I love that spot. Here is a paragraph from my new book, “Not Done Yet,” describing a ride:
“It was on my first day out there that I met two of my all-time surfing idols, even to this day: George Downing and Paul Strauch. The waves were big, bigger than I was used to anyway. And they had the Hawaiian power and speed, which was much more powerful and faster than California waves.
“I had taken off on a big set wave and was screaming down the line going as fast as I could go. All of a sudden I was deep in a very dark tunnel and the wave was roaring over my head like a freight train. I panicked and jumped off, in the process I think I let out a very girlish-like scream.
“George and Paul had been paddling out and saw, and heard, the whole thing. When I came up they were both rolling off their boards laughing. Geeze, how freaking embarrassing was that. Two of the biggest surf stars on the planet having witnessed THAT. Argh! But, to my amazement, when I finished swimming all the way in to get my board, and had paddled back out to the lineup, both of them were super friendly and offered kind-ish words of encouragement. It was a humbling afternoon to say the least.”

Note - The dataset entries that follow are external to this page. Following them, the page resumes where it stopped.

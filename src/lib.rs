// RenterStore: crash-safe persistence for renter-side storage contracts
//
// SPDX-License-Identifier: Apache-2.0
//
// Written in 2025 by RenterStore developers
//
// Copyright (C) 2025 RenterStore developers.
// All rights under the above copyrights are reserved.
//
// Licensed under the Apache License, Version 2.0 (the "License"); you may not use this file except
// in compliance with the License. You may obtain a copy of the License at
//
//        http://www.apache.org/licenses/LICENSE-2.0
//
// Unless required by applicable law or agreed to in writing, software distributed under the License
// is distributed on an "AS IS" BASIS, WITHOUT WARRANTIES OR CONDITIONS OF ANY KIND, either express
// or implied. See the License for the specific language governing permissions and limitations under
// the License.

//! Crash-safe persistence of renter-side storage contracts.
//!
//! Each contract lives in its own file: a fixed-size header slot holding the latest signed revision
//! and spending counters, followed by the append-only list of sector Merkle roots. Every mutation
//! goes through a write-ahead [`UpdateLog`] in two phases (intent, then commit), so a crash at any
//! point leaves either the old or the new contract state on disk, never a mix of both. Contracts
//! are kept in a [`ContractSet`] registry, which hands out exclusive [`Lease`]s.

#![deny(
    unsafe_code,
    dead_code,
    unused_variables,
    unused_mut,
    unused_imports,
    non_upper_case_globals,
    non_camel_case_types,
    non_snake_case
)]
#![cfg_attr(coverage_nightly, feature(coverage_attribute))]
#![cfg_attr(docsrs, feature(doc_auto_cfg))]

#[macro_use]
extern crate amplify;
#[macro_use]
extern crate strict_encoding;
#[macro_use]
extern crate serde;
#[macro_use]
extern crate log;

mod header;
pub mod wal;
mod contract;
mod set;
mod legacy;
mod config;

pub use config::{Config, ConfigError};
pub use contract::{
    ContractError, ContractUpdate, PersistentContract, RevisionIntent, RevisionKind, UpdateSetHeader, UpdateSetRoot,
    CONTRACT_EXTENSION, UPDATE_NAME_SET_HEADER, UPDATE_NAME_SET_ROOT,
};
pub use header::{ContractHeader, ContractMeta, InvalidContract, CONTRACT_HEADER_SIZE};
pub use legacy::{LegacyError, V130CachedRevision, V130Contract};
pub use rentertypes::*;
pub use set::{ContractDir, ContractSet, Lease, SetError};
pub use wal::file::{FileLog, FileTxn};
pub use wal::{LogError, LogTxn, Update, UpdateLog};

pub const LIB_NAME_RENTERSTORE: &str = "RenterStore";
impl StrictSerialize for UpdateSetHeader {}
impl StrictDeserialize for UpdateSetHeader {}
impl StrictSerialize for UpdateSetRoot {}
impl StrictDeserialize for UpdateSetRoot {}

/// Decoded form of a log [`Update`] produced by a contract.
#[derive(Clone, Eq, PartialEq, Debug, From)]
pub enum ContractUpdate {
    #[from]
    SetHeader(UpdateSetHeader),
    #[from]
    SetRoot(UpdateSetRoot),
}

impl ContractUpdate {
    pub fn contract_id(&self) -> ContractId {
        match self {
            ContractUpdate::SetHeader(update) => update.id,
            ContractUpdate::SetRoot(update) => update.id,
        }
    }

    pub fn to_update(&self) -> Result<Update, ContractError> {
        let (name, data) = match self {
            ContractUpdate::SetHeader(update) => (UPDATE_NAME_SET_HEADER, update.to_strict_serialized::<U16>()?),
            ContractUpdate::SetRoot(update) => (UPDATE_NAME_SET_ROOT, update.to_strict_serialized::<U16>()?),
        };
        let name = TinyString::try_from(name.to_owned()).map_err(LogError::from)?;
        Ok(Update { name, instructions: data })
    }

    pub fn from_update(update: &Update) -> Result<Self, ContractError> {
        let data = update.instructions.clone();
        match update.name.as_str() {
            UPDATE_NAME_SET_HEADER => Ok(UpdateSetHeader::from_strict_serialized::<U16>(data)?.into()),
            UPDATE_NAME_SET_ROOT => Ok(UpdateSetRoot::from_strict_serialized::<U16>(data)?.into()),
            other => Err(ContractError::UnknownUpdate(other.to_owned())),
        }
    }
}

/// Returns the contract a log transaction belongs to, checking that all of its updates agree.
///
/// Transactions without updates belong to no contract.
pub(crate) fn txn_contract_id(txn: &impl LogTxn) -> Result<Option<ContractId>, ContractError> {
    let mut first = None;
    for update in txn.updates() {
        let id = ContractUpdate::from_update(update)?.contract_id();
        match first {
            None => first = Some(id),
            Some(first) if first != id => {
                return Err(ContractError::MixedTransaction { txn: txn.id(), first, other: id });
            }
            Some(_) => {}
        }
    }
    Ok(first)
}

/// What a revision intent is going to change once committed.
#[derive(Copy, Clone, Eq, PartialEq, Debug)]
pub enum RevisionKind {
    Upload { root: Hash256, index: u64, storage_cost: Currency, bandwidth_cost: Currency },
    Download { bandwidth_cost: Currency },
}

/// Proof that a revision was recorded in the update log, required to commit it.
#[derive(Copy, Clone, Eq, PartialEq, Debug)]
pub struct RevisionIntent {
    txn: u64,
    kind: RevisionKind,
}

impl RevisionIntent {
    /// Number of the log transaction which holds the intent.
    pub fn txn(&self) -> u64 { self.txn }
    pub fn kind(&self) -> RevisionKind { self.kind }
}

/// Contract backed by its own file and protected by the write-ahead log.
///
/// The file holds the header slot of [`CONTRACT_HEADER_SIZE`] bytes followed by the Merkle roots,
/// 32 bytes each. The file is modified only when a logged transaction is applied, either by
/// [`Self::commit`] or by [`Self::commit_txns`]; the in-memory header changes only after the file
/// was synced.
pub struct PersistentContract<L: UpdateLog> {
    id: ContractId,
    header: Arc<Mutex<ContractHeader>>,
    root_count: u64,
    unapplied: Vec<L::Txn>,
    needs_recovery: bool,
    file: File,
    path: PathBuf,
    log: L,
}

That summer I got to witness first-hand the surfing of some of the greatest riders in the world, ones who I had only seen in the surf movies up to that point.
One who really impressed me was Conrad Canha. He was known for being able to keep standing through the heaviest sections and whitewaters. He was a kinda bow-legged and thick dude and was in his mid-thirties and slightly balding. But it was his “tube riding” that stood out to me.
This guy was getting deeper in that bowl section than anybody I saw for many years surfing there. In a 1967 interview in SURFING magazine, Conrad said: “If your timing is right, you can get locked in. I mean, completely locked in. People can’t see you from shore. When I’m making a ride like that, there is a feeling there that I’m all alone, just me and the wave, and nobody around me. All you can see is just a little hole in front of you. It’s fantastic!”
He was kind of a prequel to Gerry Lopez.
Then there was a whole crew of guys who were amazing that you never heard of. Buzzy Knubell and Ivan Vanetta stand out in my memory banks as two of the best young surfers I had ever seen, not sure what became of them, but at that time they were A-list Ala Moana flyers. Jackie Gonzales too. “Gonzie,” also was a musician and I still remember he had a cool song called “Temple of Colors” that he showed me many years later on the North Shore.
Sometimes Freddy Hemmings would come out, he was close to the same age as me and was already riding big waves out at Mākaha. Jeff Hakman too.
So many great surfers that it made me realize that I wasn’t as good as I had thought I was before going there. I needed to be quiet and try to stay under the radar, they did not take to loud-mouthed California “haoles” who thought they were hot. One day when I was first there a good local guy aimed a spear at me, this more than less made the point very clear.
So, that summer was a lesson in surfing more powerful waves and going fast, which definitely changed my style and approach to surfing. I came home and won the United States championship in the Junior Mens’ division shortly after.
It also gave me a big dose of learning how to shut up. Of course I still had a big mouth, no mistake about that, just not as big.
ASK THE EXPERT
Q. I am hitting the “can’t pop up easily” stage of my surfing life. From what I understand this is part of getting on in your surfing life and happens to everybody at some point. I just turned 68 and have been surfing most of my life, so this is not a happy turn of events for me. But I understand, and have heard you point out in your columns, that there are options. Could you run that down, the short version, for me? Thank you, I will appreciate your input.
– Will Turner, Palos Verdes
A. Yes, this is a subject I can relate to, as I have recently gone through the transition myself.
Here is some food for thought: As long as you are able to paddle out and ride waves, it becomes less important what you are riding than it is that you are just riding, period.
I went to a SUP (Stand Up Paddleboard), as I felt that I can still surf reasonably the same on one of those as a normal prone board.
In fact, I now feel that my current SUP rides better than any longboard I ever rode. Having been on mid-sized boards, I did have to readjust my approach to a more “longboard” style. But this opened up things like nose riding and other fun stuff that I had not been doing on my smaller boards … and it is just that, very fun.
Other people choose boogie boards, knee boards, surf skis and air matts. All good. There are also the super long “glider” boards that are so big and long it is easier to pop up. The key thing with those is you do still have to pop up.
So, there are a lot of choices out there for you. The key thing is to keep the stoke and ride something. Good luck.